Concernant la répétition de pronoms et de syntagmes nominaux, j’ai relevé une différence dans l’emploi de la répétition entre les textes initiaux et finaux et une congruence de stratégie lors de la réécriture des documents (Romain, Pereira et Rey, 2015a[doc26] ; Romain, Rey et Pereira, 2016ab [doc28 ; doc29]). La production/réécriture du rédacteur professionnel indique que la répétition joue un rôle dans la construction de l’écrit et que le choix des mots (lexicaux et pronominaux) répétés, visant des éléments de cohésion entre les points de vue, va de pair avec une volonté de co-énonciation, c’est-à-dire de tissage d’un lien autour de l’énonciation d’un point de vue voulu commun. Le tout dans un contexte d’apaisement de la montée en tension convoquant un profil ou usage discursif argumentatif à visée de coopération et détournée à visée d’argumentation. Au contraire, les productions initiales, sources de tension voire d’incompréhension, montrent un recours à de la sur-énonciation. Cette dernière intervient dans un contexte de montée en tension fulgurante et/ou polémique et/ou détournée à visée de polémique. A cette occasion, les mots répétés sont utilisés massivement sans distinction entre eux et visent un point de vue propre au destinateur imposé au destinataire. Ainsi, la réécriture de ces productions initiales repose quant à elle essentiellement sur de la co-énonciation.
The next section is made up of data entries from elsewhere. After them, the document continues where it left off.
//! Deterministic stand-ins for the routing provider.

use std::cell::{Cell, RefCell};

use field_route_planner::error::ProviderError;
use field_route_planner::model::{Coordinates, TravelEstimate, Waypoint};
use field_route_planner::traits::{
    DistanceMatrixProvider, OptimizedWaypoints, WaypointOptimizer, WaypointRequest,
};

fn over_query_limit() -> ProviderError {
    ProviderError::Status {
        status: "OVER_QUERY_LIMIT".to_string(),
        message: "daily quota exceeded".to_string(),
    }
}

/// Same distance and duration for every destination.
pub struct ConstantMatrix {
    pub estimate: TravelEstimate,
    pub fail: bool,
    pub calls: Cell<usize>,
}

impl ConstantMatrix {
    pub fn new(distance_meters: f64, duration_seconds: f64) -> Self {
        Self {
            estimate: TravelEstimate {
                distance_meters,
                duration_seconds,
            },
            fail: false,
            calls: Cell::new(0),
        }
    }

    pub fn failing() -> Self {
        Self {
            fail: true,
            ..Self::new(0.0, 0.0)
        }
    }
}

impl DistanceMatrixProvider for ConstantMatrix {
    fn distance_row(
        &self,
        _origin: &Waypoint,
        destinations: &[Coordinates],
    ) -> Result<Vec<Option<TravelEstimate>>, ProviderError> {
        self.calls.set(self.calls.get() + 1);
        if self.fail {
            return Err(over_query_limit());
        }
        Ok(vec![Some(self.estimate); destinations.len()])
    }
}

#[derive(Debug, Clone, Copy, PartialEq, Eq)]
pub enum OrderMode {
    /// Keep the submitted waypoint order.
    Identity,
    /// Visit waypoints back to front.
    Reverse,
    /// Answer with a broken permutation.
    Garbage,
    /// Fail the request.
    Fail,
}

/// Waypoint optimizer that records every request.
///
/// Each returned leg is `leg_meters` / `leg_seconds`.
pub struct ScriptedOptimizer {
    pub mode: OrderMode,
    pub leg_meters: f64,
    pub leg_seconds: f64,
    pub requests: RefCell<Vec<WaypointRequest>>,
}

impl ScriptedOptimizer {
    pub fn new(mode: OrderMode) -> Self {
        Self {
            mode,
            leg_meters: 1609.344,
            leg_seconds: 300.0,
            requests: RefCell::new(Vec::new()),
        }
    }

    pub fn request_count(&self) -> usize {
        self.requests.borrow().len()
    }

    pub fn last_request(&self) -> Option<WaypointRequest> {
        self.requests.borrow().last().cloned()
    }
}

impl WaypointOptimizer for ScriptedOptimizer {
    fn optimize_waypoints(
        &self,
        request: &WaypointRequest,
    ) -> Result<OptimizedWaypoints, ProviderError> {
        self.requests.borrow_mut().push(request.clone());
        let count = request.waypoints.len();

        let waypoint_order = match self.mode {
            OrderMode::Identity => (0..count).collect(),
            OrderMode::Reverse => (0..count).rev().collect(),
            OrderMode::Garbage => vec![0; count.max(2)],
            OrderMode::Fail => return Err(over_query_limit()),
        };
        let legs = vec![
            TravelEstimate {
                distance_meters: self.leg_meters,
                duration_seconds: self.leg_seconds,
            };
            count + 1
        ];

        Ok(OptimizedWaypoints {
            waypoint_order,
            legs,
        })
    }
}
Le choix des mots répétés participe à l’accompagnement du lecteur/destinataire dans sa progression à travers le document lu et réactive des éléments constitutifs de consensus.

Lorsque j’ai comparé des productions de RP qui portaient sur la réécriture de documents, j’ai relevé que, dans les documents initiaux, la répétition est fréquente et porte sur des éléments de tension. Elle porte ainsi sur l’« obligation » pour les destinataires de remplir/fournir les

227 J’insisterai ici sur le fait que par politesse linguistique j’entends les procédés de ménagement de la face, qu’ils soient gratuits ou produits pour ménager une menace potentielle. Je ne considère donc pas la politesse comme une conception morale.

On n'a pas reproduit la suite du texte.